Не люблю я армейский язык, но он для многих понятнее. Вот и поручик браво вскочил с дивана, хватая рюкзак с табличками. Подчиняется, хотя он старше меня и по званию, и по возрасту, и формально не должен подчиняться — ведь лондонская операция окончена, группа распущена.
Вдвоем с поручиком мы остановились напротив высокой двери, покрытой золоченой резьбой. Сверкая аксельбантами, ее усердно стерегли два рослых гвардейца.
— Я точно там нужен, ваше сиятельство? — забеспокоился Бабский.
— А как же у самой императрицы без ее любимого пуделя? — с усмешкой отозвался я. Алексей Давыдович — хороший человек, но были у меня с ним кое-какие мелкие счеты. А я, мелочная душа, решил эти счеты сейчас свести. Честное слово, беззлобно, но для забавы. Пудель любит шутить, пусть оценит мой юмор тоже.
— Но это же как бы личное, — попытался возразить он.
— Сэм, ты чего, дрейфишь? Под вражескими пулями не дрейфил, а тут уже готов обосраться? Или тебя предварительно в туалет сводить? — я повернулся к нему и в этот момент высокая дверь открылась.
— Прошу, ваше сиятельство, — пригласил Эрест Павлович.
Я подтолкнул Бабского вперед.
— Ее величество только о вас распорядилась, — воспротивился камергер.
— Ее величество будет рада. Она с огромным нетерпением ждет нас двоих, — настоял я, уверенно проталкивая Бабского дальше.
«Ваше сиятельство, Глория в гневе бывает страшна!», — ментально застонал Бабский.
«Главное не навали ей кучу в покоях. В хранилище Уэйна можно — здесь нет!», — весело ответил я ему.
Вообще, не ожидал от боевого пуделя такой робости, да еще перед кем! Перед нашей общей любовницей! Как же все интересно поворачивалось! Наверное, многие меня не поймут, но я любою такие моменты — в них и раскрывается вкус жизни.
— Елецкий! Это что за самовольство⁈ Я приглашала тебя и Ковалевскую! — Глория появилась со стороны столовой в черном с золотыми узорами платье.
— Это сюрприз, ваше величество! Мы к вам с приятнейшим подарком. И вышло так, что мы с Алексеем Давыдовичем одновременно по вам соскучились, — сказал я, бодро направляясь к столу. — Сэм, не стой столбом, — я обернулся на сбитого с толка виконта. — Выкладывай подарок! Императрица ждет!
— Я тебе говорила, Елецкий! Много раз, говорила, как мне хочется тебя убить! — в глазах Глории первоначальное возмущение сменилось любопытством.
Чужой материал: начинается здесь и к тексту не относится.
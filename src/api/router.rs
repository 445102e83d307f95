// src/api/router.rs
// HTTP router composition for the REST API, health probes and the SPA bundle

use axum::{
    extract::{DefaultBodyLimit, OriginalUri},
    http::{HeaderValue, Method},
    routing::get,
    Router,
};
use std::path::Path;
use std::sync::Arc;
use std::time::Duration;
use tower_http::cors::{AllowOrigin, Any, CorsLayer};
use tower_http::services::{ServeDir, ServeFile};
use tower_http::timeout::TimeoutLayer;
use tower_http::trace::TraceLayer;
use tracing::{info, warn};

use super::error::ApiError;
use super::health::{health_check, liveness_check, readiness_check};
use crate::admin::admin_router;
use crate::auth::handlers::{auth_router, users_router};
use crate::comments::comments_router;
use crate::config::HttpConfig;
use crate::home::home_handler;
use crate::news::news_router;
use crate::posts::posts_router;
use crate::state::AppState;

const MAX_BODY_BYTES: usize = 256 * 1024;

/// Routes under `/api`
pub fn api_router() -> Router<Arc<AppState>> {
    Router::new()
        .route("/home", get(home_handler))
        .nest("/users", users_router())
        .nest("/auth", auth_router().merge(admin_router()))
        .nest("/actualites", news_router())
        .nest("/posts", posts_router())
        .nest("/comments", comments_router())
        .fallback(api_not_found)
}

/// Create the full application router
pub fn create_router(state: Arc<AppState>) -> Router {
    let http = &state.config.http;

    #[allow(deprecated)]
    let timeout = TimeoutLayer::new(Duration::from_secs(http.request_timeout_seconds));

    let mut router = Router::new()
        .route("/health", get(health_check))
        .route("/ready", get(readiness_check))
        .route("/live", get(liveness_check))
        .nest("/api", api_router());

    if let Some(dir) = http.static_dir.as_deref() {
        router = router.fallback_service(spa_service(dir));
    }

    router
        .layer(DefaultBodyLimit::max(MAX_BODY_BYTES))
        .layer(cors_layer(http))
        .layer(timeout)
        .layer(TraceLayer::new_for_http())
        .with_state(state.clone())
}

/// Static files from `dir`; unknown paths get `index.html` so the
/// client-side router can resolve them.
fn spa_service(dir: &str) -> ServeDir<ServeFile> {
    let index = Path::new(dir).join("index.html");
    if !index.exists() {
        warn!("STATIC_DIR {} has no index.html", dir);
    }
    info!("Serving front end from {}", dir);
    ServeDir::new(dir).fallback(ServeFile::new(index))
}

fn cors_layer(http: &HttpConfig) -> CorsLayer {
    let layer = CorsLayer::new()
        .allow_methods([Method::GET, Method::POST, Method::PUT, Method::DELETE, Method::OPTIONS])
        .allow_headers(Any);

    let origins = http.allowed_origins();
    if origins.is_empty() || origins.iter().any(|o| o == "*") {
        return layer.allow_origin(Any);
    }

    let values: Vec<HeaderValue> = origins
        .iter()
        .filter_map(|o| match HeaderValue::from_str(o) {
            Ok(v) => Some(v),
            Err(_) => {
                warn!("Ignoring invalid CORS origin {:?}", o);
                None
            }
        })
        .collect();

    layer.allow_origin(AllowOrigin::list(values))
}

// nested routers see the path without `/api`
async fn api_not_found(OriginalUri(uri): OriginalUri) -> ApiError {
    ApiError::not_found(format!("No route for {}", uri.path()))
}
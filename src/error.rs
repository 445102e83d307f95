// src/error.rs
// Domain errors returned by the stores and services

use thiserror::Error;

#[derive(Debug, Error)]
pub enum PortalError {
    #[error("{0}")]
    Validation(String),

    #[error("{0}")]
    NotFound(String),

    #[error("{0}")]
    Conflict(String),

    #[error("{0}")]
    Unauthorized(String),

    #[error("{0}")]
    Forbidden(String),

    #[error("database error: {0}")]
    Database(#[from] sqlx::Error),

    #[error("internal error: {0}")]
    Internal(String),
}

impl PortalError {
    pub fn validation(message: impl Into<String>) -> Self {
        Self::Validation(message.into())
    }

    pub fn not_found(message: impl Into<String>) -> Self {
        Self::NotFound(message.into())
    }

    pub fn conflict(message: impl Into<String>) -> Self {
        Self::Conflict(message.into())
    }

    pub fn unauthorized(message: impl Into<String>) -> Self {
        Self::Unauthorized(message.into())
    }

    pub fn forbidden(message: impl Into<String>) -> Self {
        Self::Forbidden(message.into())
    }

    pub fn internal(message: impl Into<String>) -> Self {
        Self::Internal(message.into())
    }

    /// True for a UNIQUE constraint violation reported by SQLite.
    pub fn is_unique_violation(&self) -> bool {
        match self {
            Self::Database(sqlx::Error::Database(db)) => db.is_unique_violation(),
            _ => false,
        }
    }
}

impl From<bcrypt::BcryptError> for PortalError {
    fn from(err: bcrypt::BcryptError) -> Self {
        Self::Internal(format!("password hashing failed: {err}"))
    }
}

pub type PortalResult<T> = Result<T, PortalError>;
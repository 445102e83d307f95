// src/admin/stats.rs
//
// Registration statistics for the admin dashboard: accounts grouped by
// calendar day (UTC) with a running total, shaped for a line chart.

use chrono::{DateTime, NaiveDate, Utc};
use serde::{Deserialize, Serialize};
use std::collections::BTreeMap;

use crate::auth::{Role, User};

/// Day labels as the dashboard shows them (fr-FR short date)
const LABEL_FORMAT: &str = "%d/%m/%Y";

pub const DAILY_LABEL: &str = "Nouveaux utilisateurs par jour";
pub const TOTAL_LABEL: &str = "Nombre total d'utilisateurs";

/// Per-day registration counts, oldest day first.
///
/// `labels`, `daily` and `cumulative` always have one entry per distinct day.
#[derive(Debug, Clone, Default, PartialEq, Eq, Serialize, Deserialize)]
pub struct RegistrationSeries {
    pub labels: Vec<String>,
    pub daily: Vec<u64>,
    pub cumulative: Vec<u64>,
}

impl RegistrationSeries {
    pub fn total(&self) -> u64 {
        self.cumulative.last().copied().unwrap_or(0)
    }

    pub fn is_empty(&self) -> bool {
        self.labels.is_empty()
    }
}

pub fn registration_series<I>(dates: I) -> RegistrationSeries
where
    I: IntoIterator<Item = DateTime<Utc>>,
{
    let mut per_day: BTreeMap<NaiveDate, u64> = BTreeMap::new();
    for date in dates {
        *per_day.entry(date.date_naive()).or_insert(0) += 1;
    }

    let mut series = RegistrationSeries::default();
    let mut running = 0;
    for (day, count) in per_day {
        running += count;
        series.labels.push(day.format(LABEL_FORMAT).to_string());
        series.daily.push(count);
        series.cumulative.push(running);
    }

    series
}

#[derive(Debug, Clone, Serialize, Deserialize)]
#[serde(rename_all = "camelCase")]
pub struct Dataset {
    pub label: String,
    pub data: Vec<u64>,
    pub border_color: String,
    pub background_color: String,
}

/// Line chart payload in the shape the dashboard's chart component takes.
#[derive(Debug, Clone, Serialize, Deserialize)]
pub struct ChartData {
    pub labels: Vec<String>,
    pub datasets: Vec<Dataset>,
}

impl ChartData {
    pub fn from_series(series: RegistrationSeries) -> Self {
        let RegistrationSeries { labels, daily, cumulative } = series;

        Self {
            labels,
            datasets: vec![
                Dataset {
                    label: DAILY_LABEL.to_string(),
                    data: daily,
                    border_color: "rgb(75, 192, 192)".to_string(),
                    background_color: "rgba(75, 192, 192, 0.5)".to_string(),
                },
                Dataset {
                    label: TOTAL_LABEL.to_string(),
                    data: cumulative,
                    border_color: "rgb(53, 162, 235)".to_string(),
                    background_color: "rgba(53, 162, 235, 0.5)".to_string(),
                },
            ],
        }
    }
}

#[derive(Debug, Clone, Serialize, Deserialize)]
#[serde(rename_all = "camelCase")]
pub struct DashboardStats {
    pub total_users: usize,
    pub admins: usize,
    pub standard_users: usize,
    pub chart: ChartData,
}

pub fn dashboard_stats(users: &[User]) -> DashboardStats {
    let admins = users.iter().filter(|u| u.role == Role::Admin).count();
    let series = registration_series(users.iter().map(|u| u.date));

    DashboardStats {
        total_users: users.len(),
        admins,
        standard_users: users.len() - admins,
        chart: ChartData::from_series(series),
    }
}
// src/comments/mod.rs
pub mod handlers;
pub mod store;
pub mod types;

pub use handlers::comments_router;
pub use store::CommentStore;
pub use types::{Comment, CreateCommentRequest};
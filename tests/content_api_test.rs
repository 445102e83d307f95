// tests/content_api_test.rs

mod common;

use axum::http::StatusCode;
use serde_json::json;

#[tokio::test]
async fn test_news_crud_is_admin_only() {
    let app = common::spawn_app().await;
    let admin = app.register_admin("Direction", "direction@ensa.ma").await;
    let user = app.register("Etudiant", "etudiant@ensa.ma").await;

    let news = json!({
        "title": "Nouveau Programme de Master",
        "content": "L'ENSA lance un nouveau programme de master en Intelligence Artificielle et Data Science."
    });

    let (status, _) = app.post("/api/actualites", Some(&user), news.clone()).await;
    assert_eq!(status, StatusCode::FORBIDDEN);
    let (status, _) = app.post("/api/actualites", None, news.clone()).await;
    assert_eq!(status, StatusCode::UNAUTHORIZED);

    let (status, created) = app.post("/api/actualites", Some(&admin), news).await;
    assert_eq!(status, StatusCode::CREATED);
    assert_eq!(created["imageUrl"], "/images/news-default.jpg");
    assert_eq!(created["authorName"], "Direction");
    let id = created["_id"].as_str().unwrap().to_string();

    // public reads
    let (status, listed) = app.get("/api/actualites", None).await;
    assert_eq!(status, StatusCode::OK);
    assert_eq!(listed.as_array().unwrap().len(), 1);
    let (status, fetched) = app.get(&format!("/api/actualites/{id}"), None).await;
    assert_eq!(status, StatusCode::OK);
    assert_eq!(fetched["title"], "Nouveau Programme de Master");

    let (status, _) = app
        .put(&format!("/api/actualites/{id}"), Some(&user), json!({ "title": "x" }))
        .await;
    assert_eq!(status, StatusCode::FORBIDDEN);

    let (status, updated) = app
        .put(
            &format!("/api/actualites/{id}"),
            Some(&admin),
            json!({ "imageUrl": "/images/news1.jpg" }),
        )
        .await;
    assert_eq!(status, StatusCode::OK);
    assert_eq!(updated["imageUrl"], "/images/news1.jpg");
    assert_eq!(updated["title"], "Nouveau Programme de Master");

    let (status, _) = app.delete(&format!("/api/actualites/{id}"), Some(&user)).await;
    assert_eq!(status, StatusCode::FORBIDDEN);
    let (status, _) = app.delete(&format!("/api/actualites/{id}"), Some(&admin)).await;
    assert_eq!(status, StatusCode::NO_CONTENT);

    let (status, body) = app.get(&format!("/api/actualites/{id}"), None).await;
    assert_eq!(status, StatusCode::NOT_FOUND);
    assert_eq!(body["message"], "Actualité not found");
}

#[tokio::test]
async fn test_news_requires_title_and_content() {
    let app = common::spawn_app().await;
    let admin = app.register_admin("Direction", "direction@ensa.ma").await;

    let (status, body) = app
        .post("/api/actualites", Some(&admin), json!({ "title": "  ", "content": "texte" }))
        .await;
    assert_eq!(status, StatusCode::BAD_REQUEST);
    assert_eq!(body["message"], "Title is required");

    let (status, _) = app
        .post("/api/actualites", Some(&admin), json!({ "title": "Titre" }))
        .await;
    assert!(status.is_client_error());
}

#[tokio::test]
async fn test_home_shows_latest_three_news() {
    let app = common::spawn_app().await;
    let admin = app.register_admin("Direction", "direction@ensa.ma").await;

    for day in 1..=4 {
        let (status, _) = app
            .post(
                "/api/actualites",
                Some(&admin),
                json!({
                    "title": format!("Actualité {day}"),
                    "content": "Contenu",
                    "date": format!("2024-03-0{day}T10:00:00Z")
                }),
            )
            .await;
        assert_eq!(status, StatusCode::CREATED);
    }

    let (status, home) = app.get("/api/home", None).await;
    assert_eq!(status, StatusCode::OK);
    assert_eq!(home["hero"]["title"], "Bienvenue à l'ENSA");
    assert_eq!(home["quickLinks"].as_array().unwrap().len(), 3);

    let titles: Vec<_> = home["latestNews"]
        .as_array()
        .unwrap()
        .iter()
        .map(|n| n["title"].as_str().unwrap().to_string())
        .collect();
    assert_eq!(titles, vec!["Actualité 4", "Actualité 3", "Actualité 2"]);

    let (_, limited) = app.get("/api/actualites?limit=1", None).await;
    assert_eq!(limited.as_array().unwrap().len(), 1);

    let (status, body) = app.get("/api/actualites?limit=abc", None).await;
    assert_eq!(status, StatusCode::BAD_REQUEST);
    assert_eq!(body["error_code"], "INVALID_QUERY");
}

#[tokio::test]
async fn test_blog_posts_likes_and_comments() {
    let app = common::spawn_app().await;
    let author = app.register("Sara", "sara@ensa.ma").await;
    let reader = app.register("Omar", "omar@ensa.ma").await;
    let admin = app.register_admin("Direction", "direction@ensa.ma").await;
    let reader_id = app.user_id(&reader).await;

    let (status, _) = app
        .post("/api/posts", None, json!({ "title": "Club", "text": "Bienvenue" }))
        .await;
    assert_eq!(status, StatusCode::UNAUTHORIZED);

    let (status, post) = app
        .post("/api/posts", Some(&author), json!({ "title": "Club robotique", "text": "Inscriptions ouvertes" }))
        .await;
    assert_eq!(status, StatusCode::CREATED);
    assert_eq!(post["name"], "Sara");
    let id = post["_id"].as_str().unwrap().to_string();

    // likes
    let (status, likes) = app.put(&format!("/api/posts/{id}/like"), Some(&reader), json!({})).await;
    assert_eq!(status, StatusCode::OK);
    assert_eq!(likes["likes"], json!([reader_id]));
    let (status, body) = app.put(&format!("/api/posts/{id}/like"), Some(&reader), json!({})).await;
    assert_eq!(status, StatusCode::BAD_REQUEST);
    assert_eq!(body["message"], "Post already liked");

    // comments
    let (status, comment) = app
        .post(&format!("/api/posts/{id}/comments"), Some(&reader), json!({ "text": "Super initiative" }))
        .await;
    assert_eq!(status, StatusCode::CREATED);
    assert_eq!(comment["post"], id.as_str());
    let comment_id = comment["_id"].as_str().unwrap().to_string();

    let (status, comments) = app.get(&format!("/api/posts/{id}/comments"), None).await;
    assert_eq!(status, StatusCode::OK);
    assert_eq!(comments.as_array().unwrap().len(), 1);

    let (_, fetched) = app.get(&format!("/api/posts/{id}"), None).await;
    assert_eq!(fetched["commentCount"], 1);
    assert_eq!(fetched["likes"].as_array().unwrap().len(), 1);

    let (status, _) = app.delete(&format!("/api/comments/{comment_id}"), Some(&author)).await;
    assert_eq!(status, StatusCode::FORBIDDEN);
    let (status, _) = app.delete(&format!("/api/comments/{comment_id}"), Some(&reader)).await;
    assert_eq!(status, StatusCode::NO_CONTENT);

    // editing
    let (status, _) = app
        .put(&format!("/api/posts/{id}"), Some(&reader), json!({ "title": "Pirate" }))
        .await;
    assert_eq!(status, StatusCode::FORBIDDEN);
    let (status, edited) = app
        .put(&format!("/api/posts/{id}"), Some(&author), json!({ "text": "Inscriptions closes" }))
        .await;
    assert_eq!(status, StatusCode::OK);
    assert_eq!(edited["text"], "Inscriptions closes");

    // moderation by an admin
    let (status, _) = app.delete(&format!("/api/posts/{id}"), Some(&admin)).await;
    assert_eq!(status, StatusCode::NO_CONTENT);
    let (status, _) = app.get(&format!("/api/posts/{id}"), None).await;
    assert_eq!(status, StatusCode::NOT_FOUND);
    let (status, _) = app.get(&format!("/api/posts/{id}/comments"), None).await;
    assert_eq!(status, StatusCode::NOT_FOUND);
}

#[tokio::test]
async fn test_post_list_public() {
    let app = common::spawn_app().await;
    let author = app.register("Sara", "sara@ensa.ma").await;

    for title in ["Premier", "Second"] {
        app.post("/api/posts", Some(&author), json!({ "title": title, "text": "..." }))
            .await;
    }

    let (status, posts) = app.get("/api/posts", None).await;
    assert_eq!(status, StatusCode::OK);
    assert_eq!(posts.as_array().unwrap().len(), 2);

    let (status, body) = app.put("/api/posts/missing/unlike", Some(&author), json!({})).await;
    assert_eq!(status, StatusCode::NOT_FOUND, "{body}");
}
— Ваше величество, почти те же самые слова мне часто говорит сама богиня — Гера. Вы с ней очень похожи. Наверное тем, что обе божественны, — я заметил, как на губах англичанки заиграла улыбка. Ей понравился мой скрытый комплимент.
— Позвольте, ваше величество, для вас старался, — наконец подал голос поручик, стукнув о стол первой табличкой, вытянутой из рюкзака.
— Бабский! А тебе не кажется, что ты даже не соизволил меня приветствовать, как то положено? — Глория подошла к столу. — С Елецким мы сегодня виделись, с тобой еще нет!
— Извиняюсь, ваше величество! — поручик даже слегка побледнел. — Нижайше прошу прощения! Забылся! Здравия вам и всему императорскому дому!
— Выкладывайте, чем вы там меня решили порадовать, — Глория, стоя с противоположной стороны стола, разглядывала ложившиеся перед ней в ряд древние реликвии.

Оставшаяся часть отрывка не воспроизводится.